(Problem details)
Read the entries below and pull out each line with the string "service".

(Material shown)
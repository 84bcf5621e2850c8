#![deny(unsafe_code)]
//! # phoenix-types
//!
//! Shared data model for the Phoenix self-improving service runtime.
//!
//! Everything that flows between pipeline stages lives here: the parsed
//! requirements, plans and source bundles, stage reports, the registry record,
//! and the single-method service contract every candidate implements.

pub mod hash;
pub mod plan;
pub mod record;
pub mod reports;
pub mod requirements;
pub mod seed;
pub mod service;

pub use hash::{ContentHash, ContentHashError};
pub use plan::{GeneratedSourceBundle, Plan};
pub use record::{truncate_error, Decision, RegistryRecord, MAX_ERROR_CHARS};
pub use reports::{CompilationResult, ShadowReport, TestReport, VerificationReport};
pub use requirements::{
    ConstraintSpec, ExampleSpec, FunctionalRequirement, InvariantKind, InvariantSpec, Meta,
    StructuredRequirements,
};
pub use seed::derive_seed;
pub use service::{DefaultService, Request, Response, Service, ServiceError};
* * *
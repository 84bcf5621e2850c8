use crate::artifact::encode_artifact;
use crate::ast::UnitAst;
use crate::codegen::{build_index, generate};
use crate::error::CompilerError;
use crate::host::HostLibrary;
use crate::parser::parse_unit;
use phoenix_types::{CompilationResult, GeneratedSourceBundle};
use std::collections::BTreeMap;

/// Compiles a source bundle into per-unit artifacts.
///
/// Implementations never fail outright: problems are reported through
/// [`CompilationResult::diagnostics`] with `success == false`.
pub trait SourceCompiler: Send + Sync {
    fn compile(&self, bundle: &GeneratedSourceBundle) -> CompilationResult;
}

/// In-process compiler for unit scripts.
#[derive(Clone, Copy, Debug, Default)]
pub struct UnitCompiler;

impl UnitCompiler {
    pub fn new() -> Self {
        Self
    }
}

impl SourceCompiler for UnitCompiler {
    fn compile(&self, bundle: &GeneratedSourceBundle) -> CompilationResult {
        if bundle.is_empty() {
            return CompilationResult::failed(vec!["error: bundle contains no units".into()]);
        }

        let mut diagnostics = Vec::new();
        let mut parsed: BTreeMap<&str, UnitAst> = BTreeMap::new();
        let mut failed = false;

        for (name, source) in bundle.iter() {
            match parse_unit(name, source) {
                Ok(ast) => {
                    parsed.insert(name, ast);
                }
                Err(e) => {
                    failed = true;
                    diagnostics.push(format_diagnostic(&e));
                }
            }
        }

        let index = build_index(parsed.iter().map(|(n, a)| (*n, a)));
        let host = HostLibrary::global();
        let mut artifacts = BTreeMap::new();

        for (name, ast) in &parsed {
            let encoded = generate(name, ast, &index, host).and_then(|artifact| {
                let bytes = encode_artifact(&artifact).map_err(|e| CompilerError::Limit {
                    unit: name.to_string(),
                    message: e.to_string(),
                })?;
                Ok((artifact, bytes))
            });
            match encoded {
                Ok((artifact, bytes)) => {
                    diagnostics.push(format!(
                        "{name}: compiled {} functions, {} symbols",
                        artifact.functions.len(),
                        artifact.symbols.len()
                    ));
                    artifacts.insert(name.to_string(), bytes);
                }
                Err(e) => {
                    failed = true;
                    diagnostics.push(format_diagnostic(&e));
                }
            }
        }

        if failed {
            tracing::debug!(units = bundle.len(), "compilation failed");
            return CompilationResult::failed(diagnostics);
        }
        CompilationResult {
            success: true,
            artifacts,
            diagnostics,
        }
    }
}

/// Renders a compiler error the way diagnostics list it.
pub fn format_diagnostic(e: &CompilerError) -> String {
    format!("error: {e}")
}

(Problem solution)
//! Shared data model for the Phoenix self-improving service runtime.
//! and the single-method service contract every candidate implements.
pub mod service;
pub use service::{DefaultService, Request, Response, Service, ServiceError};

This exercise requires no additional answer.